If our neighbour were to do this, I think we would tell them: “Go jump in the lake.” Yet, the government tells us to do these types of things. But most of us, at least, do not tell the government to go jump in the lake.
Why is this so? Why are we willing to do what the government says when we are outraged if anyone else tries to do it?
This is referred to as the problem of the legitimacy of political power. What, if anything, makes the power the government exercises over us legitimate?
The philosopher John Locke (1632-1704) was concerned with this question. The answer he defended was: at least in a democracy an elected ruler has legitimate authority to exercise power over people because, in voting for the ruler, the people have given their consent to the ruler exercising power over them. That people have consented to being ruled over by the democratic government is often given as a reason that democratically elected power is morally preferable to authoritarian power systems.
There is, however, one obvious problem with Locke’s view. In any election, no party ever gets 100 per cent of the vote. In fact, often one party only wins by a narrow majority. For the sake of this article, let’s say a party gets into power achieving only 51 per cent of the vote, while the opposition receives 49 per cent.
But this raises a problem. The winning party will get to rule over everyone, including the 49 per cent that did not vote for that party. It seems that these people have not given their consent to being ruled over by the party that won.
So the question arises: what, if anything, gives the winning party the rightful authority to rule over the 49 per cent that did not vote for them?
Locke attempted to address this difficulty, as have many subsequent political theorists. But I think it is fair to say that, even to this day, the problem has no entirely satisfactory solution.

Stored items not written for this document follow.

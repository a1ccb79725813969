//! Request specification type

use serde::{Deserialize, Serialize};
use url::Url;
use uuid::Uuid;

use super::{Headers, HttpMethod, RequestBody};

/// Per-request timeout applied when none is configured.
pub const DEFAULT_TIMEOUT_MS: u64 = 30_000;

/// Complete specification for an HTTP request.
#[derive(Debug, Clone, PartialEq, Eq, Serialize, Deserialize)]
pub struct RequestSpec {
    /// Unique identifier for this request
    pub id: Uuid,
    /// Human-readable name
    pub name: String,
    /// HTTP method
    pub method: HttpMethod,
    /// Absolute target URL
    pub url: String,
    /// HTTP headers
    #[serde(default)]
    pub headers: Headers,
    /// Request body
    #[serde(default)]
    pub body: RequestBody,
    /// Timeout in milliseconds
    pub timeout_ms: u64,
}

impl RequestSpec {
    /// Creates a new request specification with default values.
    #[must_use]
    pub fn new(name: impl Into<String>) -> Self {
        Self {
            id: Uuid::now_v7(),
            name: name.into(),
            method: HttpMethod::default(),
            url: String::new(),
            headers: Headers::new(),
            body: RequestBody::none(),
            timeout_ms: DEFAULT_TIMEOUT_MS,
        }
    }

    /// Creates a GET request for `url`.
    #[must_use]
    pub fn get(name: impl Into<String>, url: &Url) -> Self {
        Self {
            url: url.to_string(),
            ..Self::new(name)
        }
    }

    /// Creates a POST request for `url` carrying `body`.
    #[must_use]
    pub fn post(name: impl Into<String>, url: &Url, body: RequestBody) -> Self {
        Self {
            method: HttpMethod::Post,
            url: url.to_string(),
            body,
            ..Self::new(name)
        }
    }

    /// Adds a header (builder pattern).
    #[must_use]
    pub fn with_header(mut self, name: impl Into<String>, value: impl Into<String>) -> Self {
        self.headers.add(name, value);
        self
    }

    /// Overrides the timeout (builder pattern).
    #[must_use]
    pub const fn with_timeout_ms(mut self, timeout_ms: u64) -> Self {
        self.timeout_ms = timeout_ms;
        self
    }

    /// Validates the URL and returns parsed version if valid.
    ///
    /// # Errors
    ///
    /// Returns an error if the URL is malformed.
    pub fn parse_url(&self) -> Result<Url, url::ParseError> {
        Url::parse(&self.url)
    }
}
//! HTTP Request domain types

mod body;
mod header;
mod method;
mod spec;

pub use body::{RequestBody, RequestBodyKind};
pub use header::{Header, Headers};
pub use method::HttpMethod;
pub use spec::{DEFAULT_TIMEOUT_MS, RequestSpec};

This difficulty need not be fatal for democracy. There are many factors that might make those who voted against a government more inclined to put up with being ruled over by those whom they voted against.
Perhaps most important of all is a belief that the other side won “fair and square”. If the losers accept that they lost a fair fight, they may be prepared to put up with it. But, if they feel the fight was not fair, they might respond rather differently.
Unfortunately, recent studies have found that, particularly in the United States, the factors that might help one side accept that the other won fair and square are in decline.
One recent survey by Pew Research found that a significant number of voters, on both sides of politics, are of the view that the issues they see as being of most importance have been omitted from significant public discussion. If one side wins without discussing what the other side regards as the most important issues, those on the losing side are not likely to see the winners as having won fairly. The losers seem unlikely to accept that the winners have a full claim to legitimacy.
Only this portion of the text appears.